Produce a copy of every line in the records that holds the string "Inside".

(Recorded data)
== Segment start ==

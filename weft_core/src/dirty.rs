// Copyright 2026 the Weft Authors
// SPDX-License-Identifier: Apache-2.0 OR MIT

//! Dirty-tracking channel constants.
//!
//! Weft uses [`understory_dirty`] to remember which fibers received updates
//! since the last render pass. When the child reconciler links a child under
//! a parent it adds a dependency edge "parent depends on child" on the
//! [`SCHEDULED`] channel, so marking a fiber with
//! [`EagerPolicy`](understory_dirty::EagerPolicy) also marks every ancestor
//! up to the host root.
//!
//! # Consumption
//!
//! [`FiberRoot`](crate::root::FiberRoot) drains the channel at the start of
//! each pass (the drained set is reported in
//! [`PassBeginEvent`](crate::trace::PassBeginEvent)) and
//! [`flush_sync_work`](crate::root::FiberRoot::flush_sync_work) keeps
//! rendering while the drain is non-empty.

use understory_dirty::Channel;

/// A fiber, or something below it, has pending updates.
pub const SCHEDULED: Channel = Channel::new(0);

== Segment end ==
== Segment start ==

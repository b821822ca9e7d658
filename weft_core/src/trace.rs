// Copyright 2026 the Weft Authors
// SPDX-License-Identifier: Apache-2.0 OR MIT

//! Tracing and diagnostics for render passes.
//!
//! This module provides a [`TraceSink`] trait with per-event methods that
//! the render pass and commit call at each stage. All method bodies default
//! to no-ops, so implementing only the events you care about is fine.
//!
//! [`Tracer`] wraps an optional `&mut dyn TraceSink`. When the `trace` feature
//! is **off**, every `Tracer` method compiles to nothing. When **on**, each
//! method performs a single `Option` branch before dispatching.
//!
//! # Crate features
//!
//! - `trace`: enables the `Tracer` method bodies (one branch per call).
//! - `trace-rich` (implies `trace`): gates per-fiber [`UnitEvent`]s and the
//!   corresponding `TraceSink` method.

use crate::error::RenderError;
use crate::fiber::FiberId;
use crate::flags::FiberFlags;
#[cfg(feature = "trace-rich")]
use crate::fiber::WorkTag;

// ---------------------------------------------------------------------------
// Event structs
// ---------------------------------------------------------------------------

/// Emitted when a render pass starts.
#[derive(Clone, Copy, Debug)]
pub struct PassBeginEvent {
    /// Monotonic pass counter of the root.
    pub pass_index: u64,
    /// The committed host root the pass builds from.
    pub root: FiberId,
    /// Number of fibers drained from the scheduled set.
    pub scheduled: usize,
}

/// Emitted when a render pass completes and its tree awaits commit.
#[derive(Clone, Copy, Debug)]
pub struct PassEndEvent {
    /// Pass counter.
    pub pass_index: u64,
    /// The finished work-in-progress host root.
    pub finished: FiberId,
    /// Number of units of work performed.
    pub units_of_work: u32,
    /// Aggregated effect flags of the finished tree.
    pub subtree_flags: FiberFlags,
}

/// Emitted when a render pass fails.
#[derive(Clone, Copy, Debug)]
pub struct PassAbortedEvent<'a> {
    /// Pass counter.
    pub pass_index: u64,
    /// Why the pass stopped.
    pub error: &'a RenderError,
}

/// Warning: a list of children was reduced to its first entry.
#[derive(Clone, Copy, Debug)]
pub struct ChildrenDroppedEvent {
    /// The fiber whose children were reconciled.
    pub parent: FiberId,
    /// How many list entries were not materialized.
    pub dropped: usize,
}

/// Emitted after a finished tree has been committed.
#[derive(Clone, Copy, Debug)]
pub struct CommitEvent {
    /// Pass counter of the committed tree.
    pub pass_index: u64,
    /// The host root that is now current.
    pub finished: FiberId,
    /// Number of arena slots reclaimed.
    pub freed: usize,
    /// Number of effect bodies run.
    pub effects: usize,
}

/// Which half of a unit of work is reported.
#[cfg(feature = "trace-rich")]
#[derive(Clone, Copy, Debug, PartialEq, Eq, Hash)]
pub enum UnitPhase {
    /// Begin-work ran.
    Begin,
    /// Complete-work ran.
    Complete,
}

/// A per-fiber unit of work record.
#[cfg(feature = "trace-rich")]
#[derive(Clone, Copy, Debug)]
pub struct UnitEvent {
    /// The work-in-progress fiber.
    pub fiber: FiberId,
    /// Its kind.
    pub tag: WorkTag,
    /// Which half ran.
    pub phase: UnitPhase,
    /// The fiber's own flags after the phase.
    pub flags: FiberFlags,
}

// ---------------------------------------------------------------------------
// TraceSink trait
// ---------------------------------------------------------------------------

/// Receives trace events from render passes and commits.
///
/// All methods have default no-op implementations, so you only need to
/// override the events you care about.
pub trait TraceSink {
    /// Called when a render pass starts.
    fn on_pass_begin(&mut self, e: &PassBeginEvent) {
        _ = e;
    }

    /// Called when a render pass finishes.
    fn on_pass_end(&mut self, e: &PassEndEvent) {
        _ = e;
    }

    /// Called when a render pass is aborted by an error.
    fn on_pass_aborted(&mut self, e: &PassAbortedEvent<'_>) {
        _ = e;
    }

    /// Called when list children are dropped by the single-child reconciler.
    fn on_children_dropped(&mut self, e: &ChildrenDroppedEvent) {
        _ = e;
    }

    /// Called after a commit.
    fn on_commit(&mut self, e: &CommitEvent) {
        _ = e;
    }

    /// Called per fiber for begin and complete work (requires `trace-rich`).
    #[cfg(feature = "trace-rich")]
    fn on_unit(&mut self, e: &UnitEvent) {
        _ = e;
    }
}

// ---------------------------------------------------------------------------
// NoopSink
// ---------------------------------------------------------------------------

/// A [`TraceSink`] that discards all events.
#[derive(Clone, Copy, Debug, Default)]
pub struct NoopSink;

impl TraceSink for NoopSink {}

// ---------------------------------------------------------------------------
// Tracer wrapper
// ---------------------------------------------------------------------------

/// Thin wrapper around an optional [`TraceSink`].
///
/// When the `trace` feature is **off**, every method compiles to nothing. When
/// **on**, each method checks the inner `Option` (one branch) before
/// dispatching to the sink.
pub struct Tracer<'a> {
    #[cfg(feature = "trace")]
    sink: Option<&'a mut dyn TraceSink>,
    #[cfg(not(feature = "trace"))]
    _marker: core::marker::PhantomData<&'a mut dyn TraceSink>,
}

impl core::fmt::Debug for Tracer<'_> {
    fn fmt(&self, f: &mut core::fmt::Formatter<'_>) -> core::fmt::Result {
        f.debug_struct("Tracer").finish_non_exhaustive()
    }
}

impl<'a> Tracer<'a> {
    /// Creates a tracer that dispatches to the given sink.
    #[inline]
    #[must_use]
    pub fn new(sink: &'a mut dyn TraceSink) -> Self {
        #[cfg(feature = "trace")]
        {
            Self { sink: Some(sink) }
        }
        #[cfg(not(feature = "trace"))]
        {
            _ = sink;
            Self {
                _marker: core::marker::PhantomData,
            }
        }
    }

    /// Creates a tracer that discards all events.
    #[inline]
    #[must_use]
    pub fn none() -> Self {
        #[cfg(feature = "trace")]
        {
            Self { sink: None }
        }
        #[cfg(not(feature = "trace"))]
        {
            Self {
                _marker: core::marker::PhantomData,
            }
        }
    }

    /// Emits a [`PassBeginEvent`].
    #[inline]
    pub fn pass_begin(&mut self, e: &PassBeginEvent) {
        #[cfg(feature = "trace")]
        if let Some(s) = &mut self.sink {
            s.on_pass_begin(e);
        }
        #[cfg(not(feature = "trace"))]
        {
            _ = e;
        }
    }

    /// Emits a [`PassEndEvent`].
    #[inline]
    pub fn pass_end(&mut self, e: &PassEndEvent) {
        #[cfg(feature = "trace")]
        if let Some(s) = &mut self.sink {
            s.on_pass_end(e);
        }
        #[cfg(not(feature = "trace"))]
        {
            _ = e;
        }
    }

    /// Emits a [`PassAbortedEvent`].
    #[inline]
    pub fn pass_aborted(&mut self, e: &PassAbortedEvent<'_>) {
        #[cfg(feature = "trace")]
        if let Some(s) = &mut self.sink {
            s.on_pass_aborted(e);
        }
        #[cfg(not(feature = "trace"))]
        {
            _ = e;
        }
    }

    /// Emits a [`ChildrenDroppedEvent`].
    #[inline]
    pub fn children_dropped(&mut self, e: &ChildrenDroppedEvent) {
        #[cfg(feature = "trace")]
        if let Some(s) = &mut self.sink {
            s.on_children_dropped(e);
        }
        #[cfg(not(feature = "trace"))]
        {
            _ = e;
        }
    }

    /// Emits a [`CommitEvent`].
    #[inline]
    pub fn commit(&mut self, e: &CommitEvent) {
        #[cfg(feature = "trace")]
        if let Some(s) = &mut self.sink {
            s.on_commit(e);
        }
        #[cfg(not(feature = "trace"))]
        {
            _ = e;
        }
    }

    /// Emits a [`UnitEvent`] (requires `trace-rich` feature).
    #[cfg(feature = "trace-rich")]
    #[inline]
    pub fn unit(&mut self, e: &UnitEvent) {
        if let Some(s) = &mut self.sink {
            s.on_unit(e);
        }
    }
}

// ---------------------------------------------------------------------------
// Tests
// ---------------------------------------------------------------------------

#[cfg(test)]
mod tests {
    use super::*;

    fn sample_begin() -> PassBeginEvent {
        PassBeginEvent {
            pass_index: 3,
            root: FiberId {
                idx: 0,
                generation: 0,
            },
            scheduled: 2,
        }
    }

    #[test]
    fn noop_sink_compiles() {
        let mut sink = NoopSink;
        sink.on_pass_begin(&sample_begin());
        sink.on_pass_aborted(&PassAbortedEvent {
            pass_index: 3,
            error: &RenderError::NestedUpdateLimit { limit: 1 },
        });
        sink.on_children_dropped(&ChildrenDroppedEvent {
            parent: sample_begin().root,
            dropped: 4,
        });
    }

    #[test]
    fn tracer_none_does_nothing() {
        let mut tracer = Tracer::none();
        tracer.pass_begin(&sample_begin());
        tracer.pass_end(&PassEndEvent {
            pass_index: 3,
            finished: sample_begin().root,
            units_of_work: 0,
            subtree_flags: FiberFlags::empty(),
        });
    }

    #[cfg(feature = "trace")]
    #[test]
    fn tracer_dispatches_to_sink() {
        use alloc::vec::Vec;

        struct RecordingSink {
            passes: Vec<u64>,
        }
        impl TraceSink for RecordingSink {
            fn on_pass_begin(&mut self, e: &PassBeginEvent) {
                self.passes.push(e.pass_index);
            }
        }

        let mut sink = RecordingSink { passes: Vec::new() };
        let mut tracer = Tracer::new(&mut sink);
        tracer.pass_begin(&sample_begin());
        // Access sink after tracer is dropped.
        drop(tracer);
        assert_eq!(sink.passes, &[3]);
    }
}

== Segment end ==
== Segment start ==

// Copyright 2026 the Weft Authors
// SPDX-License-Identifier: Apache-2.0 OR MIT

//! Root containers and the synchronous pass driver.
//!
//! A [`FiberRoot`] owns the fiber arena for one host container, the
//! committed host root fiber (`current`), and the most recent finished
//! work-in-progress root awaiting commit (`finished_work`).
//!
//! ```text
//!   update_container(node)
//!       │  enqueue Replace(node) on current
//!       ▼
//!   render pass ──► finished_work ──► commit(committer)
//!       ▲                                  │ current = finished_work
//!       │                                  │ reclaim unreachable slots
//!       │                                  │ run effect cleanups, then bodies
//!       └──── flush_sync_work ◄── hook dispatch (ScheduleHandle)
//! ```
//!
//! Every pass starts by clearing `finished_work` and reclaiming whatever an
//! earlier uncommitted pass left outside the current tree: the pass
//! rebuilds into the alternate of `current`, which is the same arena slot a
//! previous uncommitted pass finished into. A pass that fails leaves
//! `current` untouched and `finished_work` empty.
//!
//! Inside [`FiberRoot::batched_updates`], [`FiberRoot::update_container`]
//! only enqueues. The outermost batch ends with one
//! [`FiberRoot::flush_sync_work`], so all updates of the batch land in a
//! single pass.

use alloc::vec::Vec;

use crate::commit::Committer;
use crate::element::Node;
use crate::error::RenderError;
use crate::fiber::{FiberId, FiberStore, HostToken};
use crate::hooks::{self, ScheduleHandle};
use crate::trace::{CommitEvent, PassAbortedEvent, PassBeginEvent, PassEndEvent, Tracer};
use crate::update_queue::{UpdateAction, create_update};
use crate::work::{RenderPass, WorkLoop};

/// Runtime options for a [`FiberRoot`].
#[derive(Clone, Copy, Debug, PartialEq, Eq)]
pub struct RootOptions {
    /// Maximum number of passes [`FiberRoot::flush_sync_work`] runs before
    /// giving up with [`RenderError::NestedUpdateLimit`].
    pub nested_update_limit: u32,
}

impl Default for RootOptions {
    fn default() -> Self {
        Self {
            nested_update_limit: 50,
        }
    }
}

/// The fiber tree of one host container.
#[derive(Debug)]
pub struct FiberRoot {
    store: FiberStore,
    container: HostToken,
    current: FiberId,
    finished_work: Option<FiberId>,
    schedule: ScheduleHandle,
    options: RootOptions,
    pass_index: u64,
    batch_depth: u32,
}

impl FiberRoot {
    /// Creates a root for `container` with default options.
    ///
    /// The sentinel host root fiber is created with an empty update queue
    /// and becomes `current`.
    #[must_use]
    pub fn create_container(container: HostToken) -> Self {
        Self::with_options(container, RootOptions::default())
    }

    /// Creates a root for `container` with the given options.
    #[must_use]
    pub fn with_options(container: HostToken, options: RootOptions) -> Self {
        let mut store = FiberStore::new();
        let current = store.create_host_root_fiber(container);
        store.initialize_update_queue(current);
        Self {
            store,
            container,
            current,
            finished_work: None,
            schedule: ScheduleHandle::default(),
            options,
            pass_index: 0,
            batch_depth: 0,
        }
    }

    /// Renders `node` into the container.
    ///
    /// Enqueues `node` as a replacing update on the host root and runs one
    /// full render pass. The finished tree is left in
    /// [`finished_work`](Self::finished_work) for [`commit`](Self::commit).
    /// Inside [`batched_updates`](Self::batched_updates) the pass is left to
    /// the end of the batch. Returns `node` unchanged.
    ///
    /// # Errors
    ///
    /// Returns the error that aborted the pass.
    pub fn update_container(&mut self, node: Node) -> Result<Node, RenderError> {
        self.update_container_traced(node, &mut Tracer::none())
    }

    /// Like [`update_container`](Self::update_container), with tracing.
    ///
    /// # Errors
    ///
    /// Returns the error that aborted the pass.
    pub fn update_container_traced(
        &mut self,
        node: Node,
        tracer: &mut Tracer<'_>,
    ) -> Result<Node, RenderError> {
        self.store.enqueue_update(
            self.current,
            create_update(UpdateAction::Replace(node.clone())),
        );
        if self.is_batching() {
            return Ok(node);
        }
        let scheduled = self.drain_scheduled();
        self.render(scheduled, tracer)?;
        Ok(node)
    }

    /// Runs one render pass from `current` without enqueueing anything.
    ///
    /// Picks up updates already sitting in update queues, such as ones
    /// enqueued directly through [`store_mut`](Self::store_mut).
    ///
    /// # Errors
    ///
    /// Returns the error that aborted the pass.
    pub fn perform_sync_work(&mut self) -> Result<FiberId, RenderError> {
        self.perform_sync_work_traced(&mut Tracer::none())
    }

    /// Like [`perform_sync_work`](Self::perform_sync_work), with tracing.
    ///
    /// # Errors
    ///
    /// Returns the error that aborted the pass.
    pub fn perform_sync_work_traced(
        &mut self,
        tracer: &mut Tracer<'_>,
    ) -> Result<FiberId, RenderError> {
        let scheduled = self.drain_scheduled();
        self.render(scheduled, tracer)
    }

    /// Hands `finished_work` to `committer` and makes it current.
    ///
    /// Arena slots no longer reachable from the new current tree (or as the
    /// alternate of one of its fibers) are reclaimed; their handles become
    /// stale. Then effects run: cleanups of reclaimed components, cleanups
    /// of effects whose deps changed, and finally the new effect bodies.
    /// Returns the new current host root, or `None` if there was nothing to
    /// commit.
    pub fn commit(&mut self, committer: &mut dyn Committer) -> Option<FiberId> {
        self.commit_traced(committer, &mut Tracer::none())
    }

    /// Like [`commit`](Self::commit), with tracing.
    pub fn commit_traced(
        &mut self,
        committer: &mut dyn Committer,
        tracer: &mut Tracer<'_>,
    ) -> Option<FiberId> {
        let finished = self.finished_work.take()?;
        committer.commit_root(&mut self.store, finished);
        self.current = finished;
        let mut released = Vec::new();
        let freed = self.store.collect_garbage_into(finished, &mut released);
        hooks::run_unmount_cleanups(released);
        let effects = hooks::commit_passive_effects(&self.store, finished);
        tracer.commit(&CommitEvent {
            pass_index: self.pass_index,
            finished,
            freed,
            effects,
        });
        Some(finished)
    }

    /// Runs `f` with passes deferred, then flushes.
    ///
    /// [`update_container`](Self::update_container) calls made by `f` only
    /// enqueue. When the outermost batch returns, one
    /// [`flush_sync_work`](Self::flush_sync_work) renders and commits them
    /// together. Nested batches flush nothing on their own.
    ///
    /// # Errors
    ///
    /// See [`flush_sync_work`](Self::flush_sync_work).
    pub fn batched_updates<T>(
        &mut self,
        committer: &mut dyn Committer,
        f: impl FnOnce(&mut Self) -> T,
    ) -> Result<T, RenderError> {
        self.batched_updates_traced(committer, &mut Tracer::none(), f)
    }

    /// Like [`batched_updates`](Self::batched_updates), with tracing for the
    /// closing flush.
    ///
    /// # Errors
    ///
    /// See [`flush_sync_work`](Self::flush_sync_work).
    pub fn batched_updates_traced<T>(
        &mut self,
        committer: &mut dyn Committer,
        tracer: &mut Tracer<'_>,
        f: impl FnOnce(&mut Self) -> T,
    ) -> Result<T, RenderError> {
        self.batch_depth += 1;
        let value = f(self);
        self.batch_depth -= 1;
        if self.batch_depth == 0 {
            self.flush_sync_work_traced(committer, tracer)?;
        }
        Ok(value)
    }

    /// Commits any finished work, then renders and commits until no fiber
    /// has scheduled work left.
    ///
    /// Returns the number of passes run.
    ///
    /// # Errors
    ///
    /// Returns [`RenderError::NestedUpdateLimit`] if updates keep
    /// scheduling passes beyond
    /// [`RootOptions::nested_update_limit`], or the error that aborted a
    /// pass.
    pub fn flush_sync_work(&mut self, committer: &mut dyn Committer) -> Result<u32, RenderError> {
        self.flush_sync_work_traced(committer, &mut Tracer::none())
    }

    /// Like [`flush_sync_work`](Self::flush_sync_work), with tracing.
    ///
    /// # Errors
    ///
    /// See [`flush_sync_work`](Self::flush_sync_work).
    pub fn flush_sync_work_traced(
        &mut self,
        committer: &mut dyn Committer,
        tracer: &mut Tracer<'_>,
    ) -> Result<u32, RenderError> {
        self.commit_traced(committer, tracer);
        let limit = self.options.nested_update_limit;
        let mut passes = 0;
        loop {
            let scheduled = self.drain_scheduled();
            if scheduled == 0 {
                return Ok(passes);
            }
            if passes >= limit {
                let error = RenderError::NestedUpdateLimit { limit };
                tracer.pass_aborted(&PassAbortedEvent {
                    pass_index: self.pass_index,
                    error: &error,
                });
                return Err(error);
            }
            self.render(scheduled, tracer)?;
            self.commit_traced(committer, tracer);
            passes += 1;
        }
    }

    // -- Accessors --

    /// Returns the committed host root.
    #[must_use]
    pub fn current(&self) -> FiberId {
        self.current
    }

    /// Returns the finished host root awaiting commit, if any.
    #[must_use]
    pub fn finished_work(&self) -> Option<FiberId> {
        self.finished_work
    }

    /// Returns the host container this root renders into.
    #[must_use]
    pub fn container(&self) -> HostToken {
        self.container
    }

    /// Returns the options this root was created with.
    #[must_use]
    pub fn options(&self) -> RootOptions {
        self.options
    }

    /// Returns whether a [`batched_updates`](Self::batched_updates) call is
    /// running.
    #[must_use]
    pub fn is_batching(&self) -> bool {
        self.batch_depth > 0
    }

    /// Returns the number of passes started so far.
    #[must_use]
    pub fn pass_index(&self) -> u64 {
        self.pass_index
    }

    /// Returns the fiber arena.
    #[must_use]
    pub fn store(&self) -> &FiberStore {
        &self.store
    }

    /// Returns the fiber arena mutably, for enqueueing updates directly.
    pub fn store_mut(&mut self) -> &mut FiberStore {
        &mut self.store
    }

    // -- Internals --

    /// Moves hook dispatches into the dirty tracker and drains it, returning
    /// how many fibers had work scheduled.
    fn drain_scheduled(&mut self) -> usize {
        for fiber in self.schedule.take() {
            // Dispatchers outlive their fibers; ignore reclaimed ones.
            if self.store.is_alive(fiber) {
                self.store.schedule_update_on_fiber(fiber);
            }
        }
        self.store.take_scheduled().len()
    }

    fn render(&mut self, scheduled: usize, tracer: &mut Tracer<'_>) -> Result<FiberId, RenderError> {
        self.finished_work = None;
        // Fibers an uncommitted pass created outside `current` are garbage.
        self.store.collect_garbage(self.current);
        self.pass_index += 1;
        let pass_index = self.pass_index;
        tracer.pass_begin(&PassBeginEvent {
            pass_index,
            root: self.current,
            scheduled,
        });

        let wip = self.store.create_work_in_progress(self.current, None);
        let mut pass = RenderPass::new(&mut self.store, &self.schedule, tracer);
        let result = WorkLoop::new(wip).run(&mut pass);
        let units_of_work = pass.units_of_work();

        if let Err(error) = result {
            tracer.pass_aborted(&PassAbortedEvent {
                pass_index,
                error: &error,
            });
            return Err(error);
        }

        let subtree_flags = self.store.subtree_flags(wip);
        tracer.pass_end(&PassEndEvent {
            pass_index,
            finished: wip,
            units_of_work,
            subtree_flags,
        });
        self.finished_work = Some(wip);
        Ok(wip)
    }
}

== Segment end ==

— Your response —
//! Inside [`FiberRoot::batched_updates`], [`FiberRoot::update_container`]
    /// Inside [`batched_updates`](Self::batched_updates) the pass is left to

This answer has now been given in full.